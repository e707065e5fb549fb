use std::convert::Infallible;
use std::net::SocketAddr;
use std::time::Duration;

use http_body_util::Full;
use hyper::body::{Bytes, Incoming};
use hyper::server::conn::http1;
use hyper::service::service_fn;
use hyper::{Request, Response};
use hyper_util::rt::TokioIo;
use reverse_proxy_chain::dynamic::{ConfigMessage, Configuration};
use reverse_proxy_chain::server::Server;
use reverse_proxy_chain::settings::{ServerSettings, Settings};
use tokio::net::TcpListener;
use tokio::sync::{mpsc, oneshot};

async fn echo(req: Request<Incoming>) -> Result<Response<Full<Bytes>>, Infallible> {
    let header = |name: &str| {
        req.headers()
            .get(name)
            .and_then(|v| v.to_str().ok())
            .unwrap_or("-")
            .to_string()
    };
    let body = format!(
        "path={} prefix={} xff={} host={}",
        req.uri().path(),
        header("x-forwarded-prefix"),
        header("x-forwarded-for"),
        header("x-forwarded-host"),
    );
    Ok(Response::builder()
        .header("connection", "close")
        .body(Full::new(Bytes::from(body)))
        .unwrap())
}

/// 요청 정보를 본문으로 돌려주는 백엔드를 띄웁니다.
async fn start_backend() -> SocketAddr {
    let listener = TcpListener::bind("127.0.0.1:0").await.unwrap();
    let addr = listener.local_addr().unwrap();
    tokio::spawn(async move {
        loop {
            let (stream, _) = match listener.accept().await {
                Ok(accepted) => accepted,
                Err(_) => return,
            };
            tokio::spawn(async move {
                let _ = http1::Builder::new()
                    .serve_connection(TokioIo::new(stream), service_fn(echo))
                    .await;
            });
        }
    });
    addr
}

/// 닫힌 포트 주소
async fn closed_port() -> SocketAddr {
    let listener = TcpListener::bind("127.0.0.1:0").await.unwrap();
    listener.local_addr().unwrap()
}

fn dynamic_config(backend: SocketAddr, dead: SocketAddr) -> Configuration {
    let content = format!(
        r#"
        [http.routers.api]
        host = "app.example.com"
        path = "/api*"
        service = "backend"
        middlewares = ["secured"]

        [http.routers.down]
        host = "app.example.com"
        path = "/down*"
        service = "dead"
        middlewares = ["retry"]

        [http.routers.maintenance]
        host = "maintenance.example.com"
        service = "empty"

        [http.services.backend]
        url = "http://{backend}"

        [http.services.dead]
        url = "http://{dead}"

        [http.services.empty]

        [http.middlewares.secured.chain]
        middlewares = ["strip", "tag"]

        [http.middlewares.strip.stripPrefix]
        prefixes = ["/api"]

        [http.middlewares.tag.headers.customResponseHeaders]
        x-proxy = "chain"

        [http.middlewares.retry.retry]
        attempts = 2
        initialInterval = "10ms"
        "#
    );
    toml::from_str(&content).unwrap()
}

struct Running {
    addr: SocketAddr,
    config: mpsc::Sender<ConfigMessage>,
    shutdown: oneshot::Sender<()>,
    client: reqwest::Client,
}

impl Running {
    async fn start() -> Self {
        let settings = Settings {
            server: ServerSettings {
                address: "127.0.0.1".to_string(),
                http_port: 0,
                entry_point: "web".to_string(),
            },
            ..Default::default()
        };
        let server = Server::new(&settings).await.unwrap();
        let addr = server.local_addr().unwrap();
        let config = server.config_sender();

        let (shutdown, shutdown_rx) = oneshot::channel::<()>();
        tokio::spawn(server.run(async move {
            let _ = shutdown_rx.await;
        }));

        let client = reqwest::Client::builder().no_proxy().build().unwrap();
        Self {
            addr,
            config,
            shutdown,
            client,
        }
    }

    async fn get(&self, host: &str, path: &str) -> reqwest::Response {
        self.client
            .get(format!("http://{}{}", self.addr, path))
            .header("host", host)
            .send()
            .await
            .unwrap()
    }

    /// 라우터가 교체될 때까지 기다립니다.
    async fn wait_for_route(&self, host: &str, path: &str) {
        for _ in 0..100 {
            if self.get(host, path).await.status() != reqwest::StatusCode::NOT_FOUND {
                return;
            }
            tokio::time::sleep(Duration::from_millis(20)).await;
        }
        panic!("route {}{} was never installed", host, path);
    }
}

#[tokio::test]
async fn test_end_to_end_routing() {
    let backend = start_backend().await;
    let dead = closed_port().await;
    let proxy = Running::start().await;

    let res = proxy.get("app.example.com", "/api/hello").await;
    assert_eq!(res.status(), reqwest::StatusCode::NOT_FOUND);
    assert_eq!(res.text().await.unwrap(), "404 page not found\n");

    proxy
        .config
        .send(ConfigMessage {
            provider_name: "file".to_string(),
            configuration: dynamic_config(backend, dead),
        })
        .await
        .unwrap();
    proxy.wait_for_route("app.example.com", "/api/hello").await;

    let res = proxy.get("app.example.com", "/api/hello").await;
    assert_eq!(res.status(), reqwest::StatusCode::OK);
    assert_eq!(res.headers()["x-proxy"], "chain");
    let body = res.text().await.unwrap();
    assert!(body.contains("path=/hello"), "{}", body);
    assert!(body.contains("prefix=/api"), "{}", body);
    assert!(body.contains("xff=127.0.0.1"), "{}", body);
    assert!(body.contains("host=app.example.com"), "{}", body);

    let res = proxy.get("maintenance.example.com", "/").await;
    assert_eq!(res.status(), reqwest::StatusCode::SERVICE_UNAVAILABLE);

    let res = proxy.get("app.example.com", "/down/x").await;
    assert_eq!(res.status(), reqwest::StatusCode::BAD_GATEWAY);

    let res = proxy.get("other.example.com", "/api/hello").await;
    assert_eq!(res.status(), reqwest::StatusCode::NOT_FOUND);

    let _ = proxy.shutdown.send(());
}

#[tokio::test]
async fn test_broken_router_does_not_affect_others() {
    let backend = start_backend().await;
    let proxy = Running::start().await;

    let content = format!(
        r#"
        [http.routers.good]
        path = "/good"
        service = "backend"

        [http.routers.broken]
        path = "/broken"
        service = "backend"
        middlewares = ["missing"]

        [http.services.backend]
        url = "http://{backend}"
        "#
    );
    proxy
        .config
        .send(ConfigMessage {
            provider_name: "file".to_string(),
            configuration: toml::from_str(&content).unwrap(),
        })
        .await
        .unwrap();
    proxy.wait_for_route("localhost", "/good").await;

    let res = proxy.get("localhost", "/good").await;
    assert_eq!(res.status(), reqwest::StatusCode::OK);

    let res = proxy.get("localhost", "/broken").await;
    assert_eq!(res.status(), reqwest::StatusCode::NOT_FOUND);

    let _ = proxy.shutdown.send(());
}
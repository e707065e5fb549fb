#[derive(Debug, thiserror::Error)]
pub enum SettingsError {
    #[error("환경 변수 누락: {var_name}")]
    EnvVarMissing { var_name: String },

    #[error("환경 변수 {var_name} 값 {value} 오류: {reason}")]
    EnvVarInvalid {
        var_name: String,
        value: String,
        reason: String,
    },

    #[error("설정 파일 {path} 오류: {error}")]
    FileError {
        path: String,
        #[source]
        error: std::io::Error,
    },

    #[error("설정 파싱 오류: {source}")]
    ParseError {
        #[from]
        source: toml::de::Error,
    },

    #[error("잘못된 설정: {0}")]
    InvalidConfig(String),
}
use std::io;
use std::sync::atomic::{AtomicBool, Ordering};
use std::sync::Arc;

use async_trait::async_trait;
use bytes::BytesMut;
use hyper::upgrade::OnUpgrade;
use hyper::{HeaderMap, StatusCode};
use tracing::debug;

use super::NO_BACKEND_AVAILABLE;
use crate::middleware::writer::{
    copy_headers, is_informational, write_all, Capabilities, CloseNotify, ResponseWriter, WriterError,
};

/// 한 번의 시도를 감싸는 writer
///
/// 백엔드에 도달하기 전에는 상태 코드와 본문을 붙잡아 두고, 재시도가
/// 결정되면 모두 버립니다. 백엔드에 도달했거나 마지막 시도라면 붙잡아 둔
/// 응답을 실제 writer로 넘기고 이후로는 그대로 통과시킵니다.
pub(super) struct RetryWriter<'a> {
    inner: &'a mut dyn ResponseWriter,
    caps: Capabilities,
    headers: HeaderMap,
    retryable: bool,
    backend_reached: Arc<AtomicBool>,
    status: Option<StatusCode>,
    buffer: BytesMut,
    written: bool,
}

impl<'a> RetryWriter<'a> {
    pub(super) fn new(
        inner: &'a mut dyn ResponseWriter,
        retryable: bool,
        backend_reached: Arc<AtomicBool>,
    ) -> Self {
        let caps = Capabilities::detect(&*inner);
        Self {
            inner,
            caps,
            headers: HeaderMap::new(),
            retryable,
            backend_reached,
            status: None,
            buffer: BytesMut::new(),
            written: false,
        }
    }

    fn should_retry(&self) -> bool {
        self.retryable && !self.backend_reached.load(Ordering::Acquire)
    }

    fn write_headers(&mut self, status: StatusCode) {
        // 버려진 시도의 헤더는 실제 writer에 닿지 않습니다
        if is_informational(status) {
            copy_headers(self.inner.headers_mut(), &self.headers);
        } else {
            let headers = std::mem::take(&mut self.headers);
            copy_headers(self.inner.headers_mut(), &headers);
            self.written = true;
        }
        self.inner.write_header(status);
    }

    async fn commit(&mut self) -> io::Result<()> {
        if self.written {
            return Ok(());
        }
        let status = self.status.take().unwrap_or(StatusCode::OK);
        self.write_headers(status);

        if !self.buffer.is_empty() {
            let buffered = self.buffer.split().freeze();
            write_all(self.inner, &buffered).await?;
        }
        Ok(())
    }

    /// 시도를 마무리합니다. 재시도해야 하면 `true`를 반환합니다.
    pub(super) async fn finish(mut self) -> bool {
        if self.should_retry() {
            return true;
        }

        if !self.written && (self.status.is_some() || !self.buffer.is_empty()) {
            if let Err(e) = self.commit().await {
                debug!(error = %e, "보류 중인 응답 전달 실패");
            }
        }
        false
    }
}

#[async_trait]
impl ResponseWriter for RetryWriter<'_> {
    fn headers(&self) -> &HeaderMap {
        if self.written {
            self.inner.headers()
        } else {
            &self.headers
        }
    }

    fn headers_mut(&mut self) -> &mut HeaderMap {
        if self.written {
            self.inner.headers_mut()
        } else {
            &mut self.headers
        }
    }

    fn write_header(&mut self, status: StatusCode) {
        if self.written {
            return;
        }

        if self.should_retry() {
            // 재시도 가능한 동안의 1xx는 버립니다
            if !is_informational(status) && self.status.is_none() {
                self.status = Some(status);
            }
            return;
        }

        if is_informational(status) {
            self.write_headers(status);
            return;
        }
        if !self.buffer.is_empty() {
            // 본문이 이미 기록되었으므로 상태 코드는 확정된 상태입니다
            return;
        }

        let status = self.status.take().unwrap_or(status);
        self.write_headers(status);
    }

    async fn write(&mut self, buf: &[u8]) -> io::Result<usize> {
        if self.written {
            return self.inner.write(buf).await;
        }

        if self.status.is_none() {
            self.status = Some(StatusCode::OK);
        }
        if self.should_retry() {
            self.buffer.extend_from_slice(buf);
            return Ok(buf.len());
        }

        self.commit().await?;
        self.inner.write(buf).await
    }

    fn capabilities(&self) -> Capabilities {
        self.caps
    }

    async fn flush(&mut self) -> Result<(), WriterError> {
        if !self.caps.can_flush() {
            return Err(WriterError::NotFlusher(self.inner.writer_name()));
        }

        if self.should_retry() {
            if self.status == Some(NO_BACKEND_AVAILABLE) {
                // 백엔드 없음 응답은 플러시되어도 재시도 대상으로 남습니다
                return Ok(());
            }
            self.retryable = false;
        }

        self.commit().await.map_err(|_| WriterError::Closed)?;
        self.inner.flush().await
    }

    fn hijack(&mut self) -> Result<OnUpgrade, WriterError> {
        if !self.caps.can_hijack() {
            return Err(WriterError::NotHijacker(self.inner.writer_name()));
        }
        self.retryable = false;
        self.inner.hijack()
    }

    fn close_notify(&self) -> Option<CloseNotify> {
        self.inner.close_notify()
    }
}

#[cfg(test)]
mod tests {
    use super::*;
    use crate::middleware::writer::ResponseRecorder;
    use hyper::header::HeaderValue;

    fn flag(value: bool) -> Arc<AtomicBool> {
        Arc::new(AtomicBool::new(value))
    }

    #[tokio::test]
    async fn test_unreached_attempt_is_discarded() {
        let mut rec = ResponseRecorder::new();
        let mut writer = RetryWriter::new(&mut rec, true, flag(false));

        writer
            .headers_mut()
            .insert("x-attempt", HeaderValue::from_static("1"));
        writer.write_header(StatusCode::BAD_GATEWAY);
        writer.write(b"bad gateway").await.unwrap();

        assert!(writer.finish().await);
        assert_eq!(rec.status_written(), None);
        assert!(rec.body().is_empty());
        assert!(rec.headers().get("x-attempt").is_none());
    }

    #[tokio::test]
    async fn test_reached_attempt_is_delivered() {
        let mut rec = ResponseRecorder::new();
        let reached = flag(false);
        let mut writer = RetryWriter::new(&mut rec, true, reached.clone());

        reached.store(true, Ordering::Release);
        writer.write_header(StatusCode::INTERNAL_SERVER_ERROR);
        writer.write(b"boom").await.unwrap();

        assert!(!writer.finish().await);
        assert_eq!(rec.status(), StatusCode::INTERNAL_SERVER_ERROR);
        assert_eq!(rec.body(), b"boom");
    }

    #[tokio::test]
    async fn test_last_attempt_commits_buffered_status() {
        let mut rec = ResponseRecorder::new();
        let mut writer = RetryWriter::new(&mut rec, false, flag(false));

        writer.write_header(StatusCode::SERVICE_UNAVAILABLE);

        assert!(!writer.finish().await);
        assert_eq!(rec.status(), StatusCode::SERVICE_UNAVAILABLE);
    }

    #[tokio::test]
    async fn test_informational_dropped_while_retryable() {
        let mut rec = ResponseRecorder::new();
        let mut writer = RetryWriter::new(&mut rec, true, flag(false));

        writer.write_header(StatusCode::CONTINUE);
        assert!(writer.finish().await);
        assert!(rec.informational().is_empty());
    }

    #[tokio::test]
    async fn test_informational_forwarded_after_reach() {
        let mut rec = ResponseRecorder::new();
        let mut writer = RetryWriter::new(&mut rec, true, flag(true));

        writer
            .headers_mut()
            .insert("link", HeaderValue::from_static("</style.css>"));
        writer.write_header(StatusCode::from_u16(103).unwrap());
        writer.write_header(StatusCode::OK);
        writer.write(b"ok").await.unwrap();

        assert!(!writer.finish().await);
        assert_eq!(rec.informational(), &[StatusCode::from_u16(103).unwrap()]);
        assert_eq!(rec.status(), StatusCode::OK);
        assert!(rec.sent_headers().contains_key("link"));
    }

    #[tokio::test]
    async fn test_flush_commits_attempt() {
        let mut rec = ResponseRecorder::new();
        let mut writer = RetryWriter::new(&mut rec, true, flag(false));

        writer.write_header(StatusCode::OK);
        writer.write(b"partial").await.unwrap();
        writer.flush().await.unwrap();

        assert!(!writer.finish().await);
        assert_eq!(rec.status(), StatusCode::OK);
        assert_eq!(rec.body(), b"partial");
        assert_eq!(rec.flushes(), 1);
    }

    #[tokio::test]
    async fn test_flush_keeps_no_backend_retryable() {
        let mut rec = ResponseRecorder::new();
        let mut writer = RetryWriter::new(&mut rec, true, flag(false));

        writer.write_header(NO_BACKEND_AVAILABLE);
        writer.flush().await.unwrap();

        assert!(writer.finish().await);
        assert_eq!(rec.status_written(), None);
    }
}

### Requirement
If a line in the entries above contains "Request", include it in the count, then report only the total.

### Written response
2